インプラント治療は、治療が完了するまでに長い期間がかかるものです。しかし、治療途中で中断してしまった場合、大きなリスクを伴います。
これからインプラント治療をしようとしている方や、治療を中断してしまっている方のため、どのようなリスクがあるのかについてご紹介しましょう。
また、中断してしまった場合、どのように対応すれば良いのかについても解説します。
仮歯の状態でインプラント治療を中断するのは避ける
医師の判断で経過観察をしているなどの場合を除き、自己判断でインプラント治療を中断するのはおすすめできません。
治療途中ということは、まだ処置しなければならない段階なので、放置すると様々なリスクや悪影響が考えられるからです。
まずは治療を開始する前に、インプラント治療には時間がかかると理解しておきましょう。ワンデイインプラントなど最短2ヶ月ほどで済む治療もありますが、骨を増やす治療が必要だった場合などは最長1年ほどかかることもあります。
全体の流れについて確認しておきましょう。2回外科手術を行う2回法の場合、以下のような流れになります。
- 検査
- 必要な場合は骨移植や虫歯治療
- 1回目の手術
- 数ヶ月インプラントの定着を待ち2回目の手術
- 切開した歯肉が治るのを待って仮歯の装着
- 仮歯に慣れてから型をとり、上部構造の作成
- 上部構造の装着
上記の5の段階では仮歯が入り、見た目的にはほとんど気にならなくなります。
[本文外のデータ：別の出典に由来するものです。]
//! The typed session facade.
//!
//! [`Client`] wraps a shared [`BasicSession`]: it serialises concurrent
//! `connect` calls onto one outcome, assigns spans, encodes invocation
//! frames from the event's registry entry, and projects the untyped
//! channel halves into event-typed ones.

use std::sync::{Arc, Mutex};

use rmpv::Value;
use tracing::trace;

use crate::{
    channel::{Receiver, Sender},
    codec::encode_frame,
    error::Error,
    future::{promise_pair, Promise, RpcFuture},
    protocol::Event,
    session::{BasicSession, Endpoint, SessionConfig},
};

struct InFlight {
    endpoint: Endpoint,
    waiters: Vec<Promise<()>>,
}

struct ClientInner {
    session: Arc<BasicSession>,
    /// Present while a connect is in flight; later callers for the same
    /// endpoint latch onto it.
    connecting: Mutex<Option<InFlight>>,
    connected_to: Mutex<Option<Endpoint>>,
}

/// A cheaply cloneable handle to one session, with event-typed invocation.
#[derive(Clone)]
pub struct Client {
    inner: Arc<ClientInner>,
}

impl Client {
    pub fn new() -> Self {
        Self::with_config(SessionConfig::default())
    }

    pub fn with_config(config: SessionConfig) -> Self {
        Self::from_session(BasicSession::new(config))
    }

    /// Wraps an existing session.
    pub fn from_session(session: Arc<BasicSession>) -> Self {
        Self {
            inner: Arc::new(ClientInner {
                session,
                connecting: Mutex::new(None),
                connected_to: Mutex::new(None),
            }),
        }
    }

    /// The underlying session.
    pub fn session(&self) -> &Arc<BasicSession> {
        &self.inner.session
    }

    pub fn connected(&self) -> bool {
        self.inner.session.connected()
    }

    /// Connects the session.
    ///
    /// While a connect to the same endpoint is in flight, further calls
    /// latch onto the same outcome; a different endpoint fails with
    /// [`Error::AlreadyStarted`]. When already connected, the same endpoint
    /// resolves `Ok(())` immediately and a different one fails with
    /// [`Error::AlreadyConnected`].
    pub fn connect(&self, endpoint: Endpoint) -> RpcFuture<()> {
        let mut guard = self.inner.connecting.lock().unwrap();
        if let Some(inflight) = guard.as_mut() {
            if inflight.endpoint == endpoint {
                let (promise, future) = promise_pair();
                inflight.waiters.push(promise);
                return future;
            }
            return RpcFuture::ready_err(Error::AlreadyStarted);
        }
        if self.inner.session.connected() {
            let same = self.inner.connected_to.lock().unwrap().as_ref() == Some(&endpoint);
            return if same {
                RpcFuture::ready_ok(())
            } else {
                RpcFuture::ready_err(Error::AlreadyConnected)
            };
        }
        let future = self.inner.session.connect(endpoint.clone());
        *guard = Some(InFlight {
            endpoint: endpoint.clone(),
            waiters: Vec::new(),
        });
        drop(guard);
        let inner = Arc::clone(&self.inner);
        future.then(move |outcome| {
            let inflight = inner.connecting.lock().unwrap().take();
            if outcome.is_ok() {
                *inner.connected_to.lock().unwrap() = Some(endpoint);
            }
            if let Some(inflight) = inflight {
                for waiter in inflight.waiters {
                    waiter.try_complete(outcome.clone());
                }
            }
            outcome
        })
    }

    /// Invokes the event `E`: allocates a span, encodes the initial frame
    /// and opens the channel. Resolves with the event-typed sender and
    /// receiver halves.
    pub fn invoke<E: Event>(&self, args: &[Value]) -> RpcFuture<(Sender<E>, Receiver<E>)> {
        let session = &self.inner.session;
        let span = session.next();
        let bytes = match encode_frame(span, E::ID, args) {
            Ok(bytes) => bytes,
            Err(e) => return RpcFuture::ready_err(e),
        };
        trace!(span, event = E::NAME, "invoking");
        session
            .invoke(span, bytes, E::upstream())
            .then(|outcome| outcome.map(|(tx, rx)| (Sender::new(tx), Receiver::new(rx))))
    }

    /// Like [`invoke`](Self::invoke), serializing any `serde` value into
    /// the argument array.
    #[cfg(feature = "serde")]
    pub fn invoke_args<E, A>(&self, args: &A) -> RpcFuture<(Sender<E>, Receiver<E>)>
    where
        E: Event,
        A: serde::Serialize,
    {
        let value = match rmpv::ext::to_value(args) {
            Ok(value) => value,
            Err(e) => return RpcFuture::ready_err(e.into()),
        };
        let args = match value {
            Value::Array(items) => items,
            other => vec![other],
        };
        self.invoke::<E>(&args)
    }

    /// Disconnects the underlying session, failing everything outstanding
    /// with [`Error::OperationAborted`].
    pub fn disconnect(&self) {
        self.inner.session.disconnect();
    }
}

impl Default for Client {
    fn default() -> Self {
        Self::new()
    }
}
そのため、この段階で治療を中断してしまう方が多いようです。
しかし、仮歯はあくまで上部構造が仕上がるまでの一時的な期間に使用するものです。6か月以上仮歯のまま過ごしているようなケースでは、すぐにでも治療を再開したほうが良いでしょう。
インプラント治療を途中で中断するリスク
インプラント治療を途中で中断した場合、多くのリスクがあります。代表的なリスクについてご紹介します。
仮歯が外れる
仮歯はそれほど強力に接着されているものではありません。そのため、仮歯が外れてしまうことがあります。
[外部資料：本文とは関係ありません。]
//! One-shot asynchronous value shared between a [`Promise`] and an
//! [`RpcFuture`].
//!
//! The pair wraps a mutex-guarded slot plus a [`Notify`] for waiters. A
//! promise produces at most one future; the future is consumed at most once,
//! by [`RpcFuture::get`] or [`RpcFuture::then`]. Continuations run on the
//! resolver's task unless an [`Executor`] is bound, in which case they are
//! posted to it.

use std::sync::{Arc, Mutex};

use tokio::{
    sync::Notify,
    time::{Duration, Instant},
};

use crate::error::{Error, Result, StateError};

/// A unit of deferred work handed to an [`Executor`].
pub type Task = Box<dyn FnOnce() + Send + 'static>;

/// External scheduler for continuations.
///
/// Absence of an executor (the `None` case wherever one is accepted) means
/// "run inline on the resolver's task".
pub type Executor = Arc<dyn Fn(Task) + Send + Sync + 'static>;

/// An executor that runs each task on the current tokio runtime.
pub fn spawn_executor() -> Executor {
    Arc::new(|task: Task| {
        tokio::spawn(async move { task() });
    })
}

type Continuation<T> = Box<dyn FnOnce(Result<T>) + Send + 'static>;

struct Inner<T> {
    /// Present between resolution and consumption. `None` both before the
    /// promise fires and after `get` or a continuation took the outcome.
    outcome: Option<Result<T>>,
    /// Set once the promise has fired, regardless of who consumed the value.
    satisfied: bool,
    retrieved: bool,
    continuation: Option<Continuation<T>>,
}

pub(crate) struct Shared<T> {
    inner: Mutex<Inner<T>>,
    ready: Notify,
}

impl<T: Send + 'static> Shared<T> {
    fn new() -> Arc<Self> {
        Arc::new(Self {
            inner: Mutex::new(Inner {
                outcome: None,
                satisfied: false,
                retrieved: false,
                continuation: None,
            }),
            ready: Notify::new(),
        })
    }

    /// Resolves the state, waking waiters or firing the continuation with
    /// the lock released.
    fn resolve(&self, result: Result<T>) -> std::result::Result<(), StateError> {
        let mut guard = self.inner.lock().unwrap();
        if guard.satisfied {
            return Err(StateError::PromiseAlreadySatisfied);
        }
        guard.satisfied = true;
        if let Some(continuation) = guard.continuation.take() {
            drop(guard);
            continuation(result);
        } else {
            guard.outcome = Some(result);
            drop(guard);
            self.ready.notify_waiters();
        }
        Ok(())
    }

    /// Attaches the single continuation, firing it immediately when the
    /// state is already resolved.
    fn attach(&self, continuation: Continuation<T>) {
        let mut guard = self.inner.lock().unwrap();
        if let Some(outcome) = guard.outcome.take() {
            drop(guard);
            continuation(outcome);
        } else {
            guard.continuation = Some(continuation);
        }
    }
}

/// Creates a linked promise/future pair.
pub(crate) fn promise_pair<T: Send + 'static>() -> (Promise<T>, RpcFuture<T>) {
    let shared = Shared::new();
    shared.inner.lock().unwrap().retrieved = true;
    (
        Promise {
            shared: Arc::clone(&shared),
        },
        RpcFuture {
            shared,
            executor: None,
        },
    )
}

/// The producing half of a one-shot asynchronous value.
///
/// Dropping a promise that never produced a value resolves the paired
/// future with [`StateError::BrokenPromise`].
pub struct Promise<T: Send + 'static> {
    shared: Arc<Shared<T>>,
}

impl<T: Send + 'static> Promise<T> {
    pub fn new() -> Self {
        Self {
            shared: Shared::new(),
        }
    }

    /// Returns the paired future. At most one future exists per promise;
    /// a second retrieval fails with [`StateError::FutureAlreadyRetrieved`].
    pub fn future(&self) -> Result<RpcFuture<T>> {
        let mut guard = self.shared.inner.lock().unwrap();
        if guard.retrieved {
            return Err(StateError::FutureAlreadyRetrieved.into());
        }
        guard.retrieved = true;
        drop(guard);
        Ok(RpcFuture {
            shared: Arc::clone(&self.shared),
            executor: None,
        })
    }

    /// Resolves with a value. Fails with
    /// [`StateError::PromiseAlreadySatisfied`] on a second resolution.
    pub fn set_value(&self, value: T) -> Result<()> {
        self.shared.resolve(Ok(value)).map_err(Error::from)
    }

    /// Resolves with an error.
    pub fn set_error(&self, error: Error) -> Result<()> {
        self.shared.resolve(Err(error)).map_err(Error::from)
    }

    /// Like [`set_value`](Self::set_value), silently discarding a second
    /// resolution.
    pub fn try_set_value(&self, value: T) {
        let _ = self.shared.resolve(Ok(value));
    }

    /// Like [`set_error`](Self::set_error), silently discarding a second
    /// resolution.
    pub fn try_set_error(&self, error: Error) {
        let _ = self.shared.resolve(Err(error));
    }

    /// Resolves with a full outcome, discarding a second resolution.
    pub fn try_complete(&self, result: Result<T>) {
        let _ = self.shared.resolve(result);
    }
}

impl<T: Send + 'static> Default for Promise<T> {
    fn default() -> Self {
        Self::new()
    }
}

impl<T: Send + 'static> Drop for Promise<T> {
    fn drop(&mut self) {
        let _ = self
            .shared
            .resolve(Err(StateError::BrokenPromise.into()));
    }
}

/// The consuming half of a one-shot asynchronous value.
pub struct RpcFuture<T: Send + 'static> {
    shared: Arc<Shared<T>>,
    executor: Option<Executor>,
}

impl<T: Send + 'static> RpcFuture<T> {
    /// A future that is already resolved with `value`.
    pub fn ready_ok(value: T) -> Self {
        Self::resolved(Ok(value))
    }

    /// A future that is already resolved with `error`.
    pub fn ready_err(error: Error) -> Self {
        Self::resolved(Err(error))
    }

    /// A future that is already resolved with `result`.
    pub fn resolved(result: Result<T>) -> Self {
        let shared = Shared::new();
        {
            let mut guard = shared.inner.lock().unwrap();
            guard.retrieved = true;
            guard.satisfied = true;
            guard.outcome = Some(result);
        }
        Self {
            shared,
            executor: None,
        }
    }

    /// Binds an executor; continuations attached afterwards are posted to
    /// it instead of running on the resolver's task.
    pub fn with_executor(mut self, executor: Option<Executor>) -> Self {
        self.executor = executor;
        self
    }

    /// Whether the outcome is available without waiting.
    pub fn ready(&self) -> bool {
        self.shared.inner.lock().unwrap().outcome.is_some()
    }

    /// Consumes the future, suspending until the outcome is available.
    pub async fn get(self) -> Result<T> {
        loop {
            let notified = self.shared.ready.notified();
            tokio::pin!(notified);
            notified.as_mut().enable();
            {
                let mut guard = self.shared.inner.lock().unwrap();
                if let Some(outcome) = guard.outcome.take() {
                    return outcome;
                }
            }
            notified.await;
        }
    }

    /// Suspends until the outcome is available, without consuming it.
    pub async fn wait(&self) {
        loop {
            let notified = self.shared.ready.notified();
            tokio::pin!(notified);
            notified.as_mut().enable();
            if self.ready() {
                return;
            }
            notified.await;
        }
    }

    /// Waits at most `timeout`. Returns whether the future became ready.
    pub async fn wait_for(&self, timeout: Duration) -> bool {
        tokio::time::timeout(timeout, self.wait()).await.is_ok()
    }

    /// Waits until `deadline`. Returns whether the future became ready.
    pub async fn wait_until(&self, deadline: Instant) -> bool {
        tokio::time::timeout_at(deadline, self.wait()).await.is_ok()
    }

    /// Attaches the continuation `f`, consuming this future. The returned
    /// future resolves with `f`'s result. `f` runs exactly once: on the
    /// resolver's task at resolution time, immediately if the outcome is
    /// already available, or on the bound executor when one is present.
    pub fn then<R, F>(self, f: F) -> RpcFuture<R>
    where
        R: Send + 'static,
        F: FnOnce(Result<T>) -> Result<R> + Send + 'static,
    {
        let (promise, future) = promise_pair();
        let continuation: Continuation<T> = match self.executor.clone() {
            Some(executor) => Box::new(move |outcome| {
                executor(Box::new(move || promise.try_complete(f(outcome))));
            }),
            None => Box::new(move |outcome| promise.try_complete(f(outcome))),
        };
        self.shared.attach(continuation);
        future
    }
}

impl<T: Send + 'static> RpcFuture<RpcFuture<T>> {
    /// Flattens a future of a future: readiness of the result tracks the
    /// inner future.
    pub fn unwrap(self) -> RpcFuture<T> {
        let (promise, future) = promise_pair();
        self.shared.attach(Box::new(move |outer| match outer {
            Ok(inner) => {
                inner
                    .shared
                    .attach(Box::new(move |outcome| promise.try_complete(outcome)));
            }
            Err(error) => promise.try_complete(Err(error)),
        }));
        future
    }
}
人前で外れてしまうと恥ずかしい思いをする可能性もあるため、注意が必要です。
仮歯が壊れる
仮歯はあくまで一時的に使用するものなので、耐久性に優れていません。そのため、長く仮歯のまま過ごすと壊れてしまうことがあります。
仮歯が変色する
最終的に人工歯として入れる上部構造の素材に比べると、仮歯は変色しやすい素材が使われています。
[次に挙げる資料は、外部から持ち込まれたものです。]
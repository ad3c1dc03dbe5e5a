//! Wire framing: each frame is a 3-element MessagePack array
//! `[span, type, args]`, concatenated on the stream with no separator.
//!
//! Encoding and decoding go through `rmpv`. Decoding is incremental: frames
//! are pulled out of a growable byte buffer, and a short buffer is reported
//! as "need more" rather than an error.

use std::io::{Cursor, ErrorKind};

use bytes::{Buf, BytesMut};
use rmpv::Value;

use crate::error::{ProtocolError, Result};

/// A decoded wire frame.
#[derive(Debug, Clone, PartialEq)]
pub struct Frame {
    /// Channel identifier, unique within a session.
    pub span: u64,
    /// Message type code, interpreted against the channel's event protocol.
    pub ty: u64,
    /// Message payload.
    pub args: Vec<Value>,
}

/// The payload of a frame once the session has routed it to its channel.
#[derive(Debug, Clone, PartialEq)]
pub struct Message {
    /// Message type code within the channel's event protocol.
    pub ty: u64,
    /// Message payload.
    pub args: Vec<Value>,
}

impl Frame {
    /// Converts the frame to its wire value.
    pub fn to_value(&self) -> Value {
        Value::Array(vec![
            Value::from(self.span),
            Value::from(self.ty),
            Value::Array(self.args.clone()),
        ])
    }

    /// Parses a frame from a wire value.
    pub fn from_value(value: Value) -> Result<Self> {
        let array = match value {
            Value::Array(array) => array,
            _ => return Err(ProtocolError::from("frame is not an array").into()),
        };
        if array.len() != 3 {
            return Err(ProtocolError::from(format!(
                "frame has {} elements, expected 3",
                array.len()
            ))
            .into());
        }
        let mut fields = array.into_iter();
        let span = fields
            .next()
            .and_then(|v| v.as_u64())
            .ok_or_else(|| ProtocolError::from("frame span is not an unsigned integer"))?;
        let ty = fields
            .next()
            .and_then(|v| v.as_u64())
            .ok_or_else(|| ProtocolError::from("frame type is not an unsigned integer"))?;
        let args = match fields.next() {
            Some(Value::Array(args)) => args,
            _ => return Err(ProtocolError::from("frame args is not an array").into()),
        };
        Ok(Self { span, ty, args })
    }

    pub fn into_message(self) -> (u64, Message) {
        (
            self.span,
            Message {
                ty: self.ty,
                args: self.args,
            },
        )
    }
}

/// Encodes one frame to its wire bytes.
pub fn encode_frame(span: u64, ty: u64, args: &[Value]) -> Result<Vec<u8>> {
    let frame = Frame {
        span,
        ty,
        args: args.to_vec(),
    };
    let mut buffer = Vec::new();
    rmpv::encode::write_value(&mut buffer, &frame.to_value())?;
    Ok(buffer)
}

/// Incremental frame decoder over a reusable byte buffer.
#[derive(Debug)]
pub struct FrameDecoder {
    buffer: BytesMut,
}

impl FrameDecoder {
    pub fn with_capacity(capacity: usize) -> Self {
        Self {
            buffer: BytesMut::with_capacity(capacity),
        }
    }

    /// The buffer to append raw bytes to, e.g. via `AsyncReadExt::read_buf`.
    pub fn buffer_mut(&mut self) -> &mut BytesMut {
        &mut self.buffer
    }

    /// Whether any undecoded bytes are buffered.
    pub fn is_empty(&self) -> bool {
        self.buffer.is_empty()
    }

    /// Pulls the next complete frame out of the buffer. Returns `Ok(None)`
    /// when the buffered bytes do not yet hold a full frame.
    pub fn next_frame(&mut self) -> Result<Option<Frame>> {
        if self.buffer.is_empty() {
            return Ok(None);
        }
        let mut cursor = Cursor::new(&self.buffer[..]);
        match rmpv::decode::read_value(&mut cursor) {
            Ok(value) => {
                let consumed = cursor.position() as usize;
                self.buffer.advance(consumed);
                Frame::from_value(value).map(Some)
            }
            Err(
                rmpv::decode::Error::InvalidMarkerRead(ref e)
                | rmpv::decode::Error::InvalidDataRead(ref e),
            ) if e.kind() == ErrorKind::UnexpectedEof => Ok(None),
            Err(e) => Err(e.into()),
        }
    }
}

#[cfg(test)]
mod tests {
    use crate::error::Error;

    use super::*;

    fn sample_frames() -> Vec<Frame> {
        vec![
            Frame {
                span: 1,
                ty: 0,
                args: vec![Value::String("hello".into()), Value::from(42)],
            },
            Frame {
                span: u64::MAX,
                ty: 2,
                args: vec![],
            },
            Frame {
                span: 3,
                ty: 1,
                args: vec![
                    Value::Array(vec![Value::from(1), Value::from(2)]),
                    Value::Map(vec![(Value::String("key".into()), Value::Boolean(true))]),
                ],
            },
        ]
    }

    #[test]
    fn round_trip_reproduces_frame_and_bytes() {
        for frame in sample_frames() {
            let bytes = encode_frame(frame.span, frame.ty, &frame.args).unwrap();
            let mut decoder = FrameDecoder::with_capacity(64);
            decoder.buffer_mut().extend_from_slice(&bytes);
            let decoded = decoder.next_frame().unwrap().expect("complete frame");
            assert_eq!(decoded, frame);
            assert!(decoder.is_empty());
            // Re-encoding yields identical bytes.
            let reencoded = encode_frame(decoded.span, decoded.ty, &decoded.args).unwrap();
            assert_eq!(reencoded, bytes);
        }
    }

    #[test]
    fn short_buffer_reports_need_more() {
        let frames = sample_frames();
        let frame = &frames[0];
        let bytes = encode_frame(frame.span, frame.ty, &frame.args).unwrap();
        let mut decoder = FrameDecoder::with_capacity(64);
        for split in 1..bytes.len() {
            decoder.buffer_mut().extend_from_slice(&bytes[..split]);
            assert!(decoder.next_frame().unwrap().is_none());
            decoder.buffer_mut().clear();
        }
        // Feeding the remainder completes the frame.
        decoder.buffer_mut().extend_from_slice(&bytes[..5]);
        assert!(decoder.next_frame().unwrap().is_none());
        decoder.buffer_mut().extend_from_slice(&bytes[5..]);
        assert_eq!(decoder.next_frame().unwrap().unwrap(), *frame);
    }

    #[test]
    fn concatenated_frames_decode_in_order() {
        let frames = sample_frames();
        let mut decoder = FrameDecoder::with_capacity(64);
        for frame in &frames {
            let bytes = encode_frame(frame.span, frame.ty, &frame.args).unwrap();
            decoder.buffer_mut().extend_from_slice(&bytes);
        }
        for frame in &frames {
            assert_eq!(decoder.next_frame().unwrap().unwrap(), *frame);
        }
        assert!(decoder.next_frame().unwrap().is_none());
    }

    #[test]
    fn malformed_frames_are_rejected() {
        let malformed = vec![
            Value::Nil,
            Value::Boolean(true),
            Value::String("not a frame".into()),
            Value::Array(vec![]),
            Value::Array(vec![Value::from(1), Value::from(0)]),
            Value::Array(vec![
                Value::String("span".into()),
                Value::from(0),
                Value::Array(vec![]),
            ]),
            Value::Array(vec![Value::from(1), Value::from(0), Value::Nil]),
            Value::Array(vec![
                Value::from(1),
                Value::from(0),
                Value::Array(vec![]),
                Value::Nil,
            ]),
        ];
        for value in malformed {
            assert!(matches!(
                Frame::from_value(value),
                Err(Error::Protocol(ProtocolError::MalformedFrame(_)))
            ));
        }
    }
}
普段食べるもの、飲むものによっても変色のしやすさが変わりますが、長期間仮歯のまま過ごすと変色して目立ってしまう事も多いです。
痛みが生じる
仮歯段階まで治療が進まず、初期の段階で応急処置だけをして中断した場合、痛みが出やすいです。
この状況で放置した場合はさらに強い痛みが生じることもあります。
細菌が感染する
適切な治療を受けなかった場合、傷口から細菌が入り込み、炎症などにつながる恐れがあります。
仮歯が取れてしまった場合も同様です。
仮歯は、治療した場所に細菌が入り込まないようにふたをする役割も持っています。取れた部分からの細菌侵入を防ぐためにも、仮歯が取れたらすぐに治療を受けましょう。
治療を再開しても人工歯が合わない恐れがある
長く治療を中断した場合、その間に歯が移動してしまうことがあります。人工歯が合わないなどのトラブルが発生した場合、治療の調整や、やり直しが必要になってしまうことも考えられます。
中断したことでかかりつけの医院に行き辛いと感じたら
中断してしまったインプラント治療を再開させたいけれど、気まずくてかかりつけ医に行きづらいと感じている方もいるでしょう。
その場合は、他のクリニックで相談してみるのがおすすめです。治療途中に不安や不満があり治療を中断してしまったようなケースでも同様です。
他のクリニックに相談に行く際には、最初のクリニックで受け取った診断書や、治療関連書類などを持って行きましょう。
改めて治療計画を立て直し、インプラント治療を継続する形となります。
注意しなければならないこととして、インプラントメーカーには様々な種類があり、クリニックによって対応しているメーカーが異なります。
大手のメーカーであれば多くのクリニックで対応していますが、珍しいメーカーを選んだ場合は対応できるクリニックが限られてしまう可能性もあるのです。インプラントのメーカー選びをする際にはこのあたりも注意してください。
インプラント治療は中断せず継続するのが理想
インプラント治療を中断してしまった場合、思わぬトラブルにつながる可能性があります。
治療完了までには長い期間がかかるので継続して通うのは大変ですが、できる限り治療完了まで通い続けましょう。
仮歯のままで過ごしても特に大きな問題はないように感じてしまう方もいますが、仮歯は長く装着する前提で作られていません。
あくまで一時的なものなので、治療を中断してしまった方は早期に再開することをおすすめします。